Troy, being an executive at Microsoft, had contacts at CapGemini and when Troy called, he told his contact “you are about to have a very bad day”.  That turned out to be an understatement.

The PageGroup released a FAQ on the breach (available here) talking about the breach and how it really wasn’t that bad.  In the grand scheme of nuclear war and global famine, that is absolutely true.  But to 750,000 plus people who’s information was compromised, that is probably not a great relief.

One more time, this is an example of a company (the PageGroup) being done in by one of it’s vendors (CapGemini).

The server was a TEST server – used to test new web sites.  The data, however, was not test data.
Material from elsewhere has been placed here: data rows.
// Result presentation. Predictions are shown in the order the service
// returned them and the first one is the headline.

use crate::prediction::Prediction;
use crossterm::style::Stylize;
use std::io::{self, Write};

pub const SUBHEADING: &str = "Predictions:";
pub const NO_PREDICTIONS: &str = "No predictions available.";

/// `label: 95.12%` for each prediction, in received order.
pub fn prediction_lines(predictions: &[Prediction]) -> Vec<String> {
    predictions
        .iter()
        .map(|p| format!("{}: {}", p.label, percent(p.confidence)))
        .collect()
}

pub fn percent(confidence: f64) -> String {
    format!("{:.2}%", confidence * 100.0)
}

/// Label of the first prediction. This trusts the service's ranking and
/// does not look for a maximum.
pub fn top_label(predictions: &[Prediction]) -> Option<&str> {
    predictions.first().map(|p| p.label.as_str())
}

pub fn headline(label: &str) -> String {
    format!("Yay! It's a {} 🐶", label)
}

/// The prediction block as plain lines: subheading, one line per
/// prediction, then the headline. An empty slice yields the subheading and
/// `NO_PREDICTIONS`.
pub fn render_predictions(predictions: &[Prediction]) -> Vec<String> {
    let mut lines = vec![SUBHEADING.to_string()];
    match top_label(predictions) {
        Some(label) => {
            lines.extend(prediction_lines(predictions).into_iter().map(|l| format!("  {}", l)));
            lines.push(headline(label));
        }
        None => lines.push(NO_PREDICTIONS.to_string()),
    }
    lines
}

/// Write the rendered block with terminal styling.
pub fn print_predictions<W: Write>(out: &mut W, predictions: &[Prediction]) -> io::Result<()> {
    let lines = render_predictions(predictions);
    let last = lines.len() - 1;
    for (i, line) in lines.into_iter().enumerate() {
        if i == 0 {
            writeln!(out, "{}", line.bold())?;
        } else if i == last && !predictions.is_empty() {
            writeln!(out, "{}", line.bold().green())?;
        } else {
            writeln!(out, "{}", line)?;
        }
    }
    Ok(())
}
Lesson #1 – don’t use REAL data as test data.  A 12 billion euro company like CapGemini can invest in technology to create bogus test data so that they don’t have to risk the compromise of a client’s real data.  In the financial sector, where I worked for a long time, you can get fired for testing with real data.

But using real data was not the problem.

Some enthusiastic operations person figured we better back up this data and did.  Unfortunately, those backups for some reason, were stored on a server exposed to the Internet.

Lesson #2 – Be careful where you put backups.  The public Internet may not be the best place.

Lesson #3 – Encrypt backups and do not leave the key on “under the doormat” so to speak.  If these backups were encrypted with strong encryption and the keys not stored with the data, we would not be having this conversation.  If CapGemini was not encrypting their own backups, were they encrypting the backups of their clients?

Even though this is an operational error, I suspect there are some “interesting” conversations taking place between executives at the PageGroup and executives at CapGemini.

It is unclear what the contract between the two companies says about security, but lesson 4 is:

Lesson #4 – Make sure that you have a vendor risk management program, that you audit your vendor’s security practices and that your contracts hold vendors responsible for their blunders.

While the 750,000 people affected are probably not happy, it could have been a lot worse.  What WE don’t know (CapGemini may know) how long the data was out there and how many people other than the one who reported it to Troy downloaded it. Could be no one, could be many people.  The data may have been out there for years – we don’t know.

For everyone else, there is a lesson to learn here.

Information for this post came from Troy Hunt’s blog and The Inquirer.